Die proteomische Analyse des Hüllvirus zeigte, dass Wirtsproteine in neu gebildete Viren eingebaut werden, was die Replikation, Infektiosität und Pathogenese beeinflusst. Unsere Forschung konzentriert sich auf die Profilierung von Oberflächenproteinen in viralen Partikeln, um Schlüsselelemente in der Virus-Wirt-Interaktion zu finden, was zu neuen Angriffspunkten für antivirale Medikamente und Impfstoffe führt. Die Immunelektronenmikroskopie ist das einzige bildgebende Verfahren, das die direkte Visualisierung von Proteinen ermöglicht.
Die massenspektrometrische Immunerfassung mit magnetischen Kügelchen und die aufstrebende Strömungsbiometrie werden heute jedoch häufiger eingesetzt, um ein breiteres Proteom-Profiling zu ermöglichen und eine große Anzahl von Viruspartikeln zu screenen.

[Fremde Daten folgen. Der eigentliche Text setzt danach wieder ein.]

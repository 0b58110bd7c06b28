use crate::core::member::GroupId;
use crate::settlement::simplifier::SettleError;
use crate::split::resolver::SplitError;
use thiserror::Error;

/// Everything that can go wrong answering a balance or settlement query.
///
/// No partial results: either the full fold succeeds and the output
/// invariants hold, or the caller gets one of these. Only `StaleSnapshot`
/// is worth retrying, with a fresh snapshot; the rest are hard failures.
#[derive(Debug, Error)]
pub enum EngineError {
    #[error(transparent)]
    Split(#[from] SplitError),
    #[error(transparent)]
    Settlement(#[from] SettleError),
    #[error("ledger sequence {requested} for {group} superseded by {latest}")]
    StaleSnapshot {
        group: GroupId,
        requested: u64,
        latest: u64,
    },
    #[error("unknown group {0}")]
    UnknownGroup(GroupId),
}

Unsere Methode verwendet farbcodierte Luminex-Kügelchen und eine duale Laserauslesung für die Immunerfassung. Es ermöglicht das Multiplex-Profiling von Wirtsoberflächenproteinen auf intakten Virionen und das Screening von Antikörpern und antiviralen Medikamenten auf mehrere Viren und Antigene gleichzeitig.
Massenspektrometrie und Affinitätsproteomik sind leistungsfähige Werkzeuge, um sowohl virale als auch Wirtsproteine auf der Virionenoberfläche zu identifizieren. Die von uns beschriebene Strategie wird zu einem besseren Verständnis der Rolle von Wirtsproteinen auf Viruspartikeln führen und ein Hochdurchsatz-Profiling von infizierten Proben in verschiedenen Versuchsaufbauten ermöglichen.